Allen's Background Story

In Allen v. McCurry, the Supreme Court held that the doctrine of collateral estoppel applies in §1983 cases.  As a result, plaintiffs in subsequent §1983 suits cannot relitigate issues that were resolved against them in previous state court proceedings.   Allen was the first in a line of cases that delineated the scope of collateral estoppel (and the related doctrine of res judicata) under §1983. (For a simplified explanation of collateral estoppel and res judicata, click here.)

American law generally recognizes a principle known as collateral estoppel or issue preclusion.  Under that doctrine, a party who has litigated and lost a particular issue in one case is not permitted to relitigate the same issue in a subsequent case.  One bite at the apple is usually seen as enough.  (For a simplified explanation of collateral estoppel and res judicata, click here.)

There are, of course, exceptions to collateral estoppel.  For example, parties should not be precluded from relitigating an issue if they did not have a full and fair opportunity to  litigate that issue in the first suit.  Similarly, collateral estoppel may be inappropriate due to the legislature's  allocation of particular jurisdiction to specific courts. 

Willie McCurry sued certain police officers in federal court under §1983, claiming that the officers had unconstitutionally seized certain evidence after the shootout and arrest described in the Background Story.  However,  McCurry had already litigated the same issue in his state court criminal trial  by filing a motion to suppress the evidence.  The state court had rejected his arguments and McCurry had been convicted.

The defendants in McCurry's §1983 case argued that his federal court claims should be thrown out because they were barred by collateral estoppel: he had already had his bite at the apple.  McCurry argued that collateral estoppel should not apply because Congress, by enacting §1983, had intended to insure that citizens would have at least one opportunity to have a federal trial court rule on their federal constitutional rights.  He stressed the legislative history of the act, arguing that it showed Congressional mistrust of the state courts and its intention to provide a federal forum for vindication of federal rights. 

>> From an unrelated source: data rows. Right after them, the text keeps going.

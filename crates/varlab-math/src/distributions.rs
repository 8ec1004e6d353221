//! Normal distribution utilities.
//!
//! [`StandardNormal`] is a zero-sized value rather than a shared instance, so
//! parallel simulations never contend on (or mutate) a common distribution.

use std::f64::consts::SQRT_2;
use std::fmt;

use serde::{Deserialize, Serialize};
use statrs::function::erf::{erfc, erfc_inv};

use crate::error::{MathError, MathResult};
use crate::statistics;

/// The standard normal distribution N(0, 1).
#[derive(Debug, Clone, Copy, Default, PartialEq, Eq)]
pub struct StandardNormal;

impl StandardNormal {
    /// Probability density at `x`.
    #[must_use]
    pub fn pdf(self, x: f64) -> f64 {
        (-0.5 * x * x).exp() / (2.0 * std::f64::consts::PI).sqrt()
    }

    /// Cumulative distribution Φ(x).
    #[must_use]
    pub fn cdf(self, x: f64) -> f64 {
        0.5 * erfc(-x / SQRT_2)
    }

    /// Inverse cumulative distribution Φ⁻¹(p).
    ///
    /// Unchecked: `p` must lie in `(0, 1)`. Returns ±∞ at the closed ends.
    /// Used on the Monte Carlo hot path where the argument is already a
    /// uniform draw.
    ///
    /// Accuracy follows `statrs` `erfc_inv`: `cdf(inverse_cdf(p))` is within
    /// about 1e-11 of `p`, not to the last ulp.
    #[must_use]
    pub fn inverse_cdf(self, p: f64) -> f64 {
        -SQRT_2 * erfc_inv(2.0 * p)
    }

    /// Checked inverse cumulative distribution.
    ///
    /// # Errors
    ///
    /// Returns `MathError::InvalidProbability` if `p` is not in `(0, 1)`.
    pub fn try_inverse_cdf(self, p: f64) -> MathResult<f64> {
        if !(p > 0.0 && p < 1.0) {
            return Err(MathError::InvalidProbability { p });
        }
        Ok(self.inverse_cdf(p))
    }
}

/// Mean / standard deviation pair describing a normal distribution.
///
/// # Example
///
/// ```rust
/// use varlab_math::distributions::NormalDistributionParams;
///
/// let returns = [0.01, -0.02, 0.015, 0.0, -0.005];
/// let dist = NormalDistributionParams::from_sample(&returns).unwrap();
/// assert!(dist.std_dev() > 0.0);
/// ```
#[derive(Debug, Clone, Copy, PartialEq, Serialize, Deserialize)]
pub struct NormalDistributionParams {
    mean: f64,
    std_dev: f64,
}

impl NormalDistributionParams {
    /// Creates distribution parameters.
    ///
    /// # Errors
    ///
    /// Returns an error if either value is not finite or `std_dev` is negative.
    pub fn new(mean: f64, std_dev: f64) -> MathResult<Self> {
        if !mean.is_finite() {
            return Err(MathError::invalid_input(format!("mean must be finite, got {mean}")));
        }
        if !std_dev.is_finite() || std_dev < 0.0 {
            return Err(MathError::invalid_input(format!(
                "standard deviation must be finite and non-negative, got {std_dev}"
            )));
        }
        Ok(Self { mean, std_dev })
    }

    /// The standard normal N(0, 1).
    #[must_use]
    pub fn standard() -> Self {
        Self {
            mean: 0.0,
            std_dev: 1.0,
        }
    }

    /// Fits sample mean and sample standard deviation.
    ///
    /// # Errors
    ///
    /// Requires at least two observations.
    pub fn from_sample(data: &[f64]) -> MathResult<Self> {
        Self::new(statistics::mean(data)?, statistics::std_dev(data)?)
    }

    /// Mean.
    #[must_use]
    pub fn mean(&self) -> f64 {
        self.mean
    }

    /// Standard deviation.
    #[must_use]
    pub fn std_dev(&self) -> f64 {
        self.std_dev
    }

    /// Returns true when the distribution has no spread.
    #[must_use]
    pub fn is_degenerate(&self) -> bool {
        self.std_dev == 0.0
    }

    /// Quantile at probability `p`.
    ///
    /// # Errors
    ///
    /// Returns `MathError::InvalidProbability` if `p` is not in `(0, 1)`.
    pub fn quantile(&self, p: f64) -> MathResult<f64> {
        Ok(self.mean + self.std_dev * StandardNormal.try_inverse_cdf(p)?)
    }
}

impl fmt::Display for NormalDistributionParams {
    fn fmt(&self, f: &mut fmt::Formatter<'_>) -> fmt::Result {
        write!(f, "N(m={}, s={})", self.mean, self.std_dev)
    }
}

In an opinion by Justice Stewart, the Supreme Court rejected McCurry's arguments.  The Court held that prior state court decisions should be given full collateral estoppel effect in subsequent §1983 cases so long as the state court had given the plaintiff a full and fair opportunity to be heard. 

Justice Blackmun's called Allen v. McCurry a case with “ugly facts.”  As apparent from the opinions, Willie McCurry (pictured at right) was a violent drug dealer who had little compunction about shooting two police officers and then suing them.  What is not apparent from the opinions is the surprisingly unsavory subsequent history of one of those officers, Marvin Allen.

To put it mildly, Willie McCurry  was an unsympathetic character.  At the time of the incidents that led him to the Supreme Court, McCurry had more than forty arrests going back twenty-three years and five convictions, including one conviction for manslaughter.  On April 9, 1977, acting on a tip that McCurry was selling heroin from his house, two undercover police officers (accompanied by a concealed team of tactical officers) went to McCurry’s house to make a buy.  Instead of selling them heroin, McCurry shot and severely wounded the two officers.  After an extended gun battle with the tactical officers, McCurry surrendered.  He was convicted of possession of heroin and two counts of assault with intent to kill, and was sentenced to two consecutive thirty year terms for the assaults and a concurrent ten year term for possession.  Effectively, this was a life sentence, and he was not released until a few weeks before his death on September 16, 2001.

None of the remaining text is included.